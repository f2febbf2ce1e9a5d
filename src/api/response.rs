use axum::{
    response::{IntoResponse, Response},
    Json,
};
use serde::Serialize;

/// 统一的API响应包装器
#[derive(Debug, Serialize)]
pub struct ApiResponse<T: Serialize> {
    pub success: bool,
    #[serde(skip_serializing_if = "Option::is_none")]
    pub data: Option<T>,
    #[serde(skip_serializing_if = "Option::is_none")]
    pub message: Option<String>,
}

impl<T: Serialize> ApiResponse<T> {
    /// 创建成功响应
    pub fn success(data: T) -> Self {
        Self {
            success: true,
            data: Some(data),
            message: None,
        }
    }

    /// 创建成功响应（带消息）
    pub fn success_with_message(data: T, message: impl Into<String>) -> Self {
        Self {
            success: true,
            data: Some(data),
            message: Some(message.into()),
        }
    }

    /// 创建成功响应（仅消息）
    pub fn message(message: impl Into<String>) -> ApiResponse<()> {
        ApiResponse {
            success: true,
            data: None,
            message: Some(message.into()),
        }
    }
}

impl<T: Serialize> IntoResponse for ApiResponse<T> {
    fn into_response(self) -> Response {
        Json(self).into_response()
    }
}

/// 辅助函数：创建成功响应
pub fn success<T: Serialize>(data: T) -> impl IntoResponse {
    ApiResponse::success(data)
}

/// 辅助函数：创建成功消息响应
pub fn success_message(message: impl Into<String>) -> impl IntoResponse {
    ApiResponse::<()>::message(message)
}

• [EXERCISE DESCRIPTION]:
The records above should be duplicated in full, exactly as given.

• [RESPONSE TO THIS TASK]:
repository f2febbf2ce1e9a5d
filename src/api/response.rs
use axum::{
    response::{IntoResponse, Response},
    Json,
};
use serde::Serialize;

/// 统一的API响应包装器
#[derive(Debug, Serialize)]
pub struct ApiResponse<T: Serialize> {
    pub success: bool,
    #[serde(skip_serializing_if = "Option::is_none")]
    pub data: Option<T>,
    #[serde(skip_serializing_if = "Option::is_none")]
    pub message: Option<String>,
}

impl<T: Serialize> ApiResponse<T> {
    /// 创建成功响应
    pub fn success(data: T) -> Self {
        Self {
            success: true,
            data: Some(data),
            message: None,
        }
    }

    /// 创建成功响应（带消息）
    pub fn success_with_message(data: T, message: impl Into<String>) -> Self {
        Self {
            success: true,
            data: Some(data),
            message: Some(message.into()),
        }
    }

    /// 创建成功响应（仅消息）
    pub fn message(message: impl Into<String>) -> ApiResponse<()> {
        ApiResponse {
            success: true,
            data: None,
            message: Some(message.into()),
        }
    }
}

impl<T: Serialize> IntoResponse for ApiResponse<T> {
    fn into_response(self) -> Response {
        Json(self).into_response()
    }
}

/// 辅助函数：创建成功响应
pub fn success<T: Serialize>(data: T) -> impl IntoResponse {
    ApiResponse::success(data)
}

/// 辅助函数：创建成功消息响应
pub fn success_message(message: impl Into<String>) -> impl IntoResponse {
    ApiResponse::<()>::message(message)
}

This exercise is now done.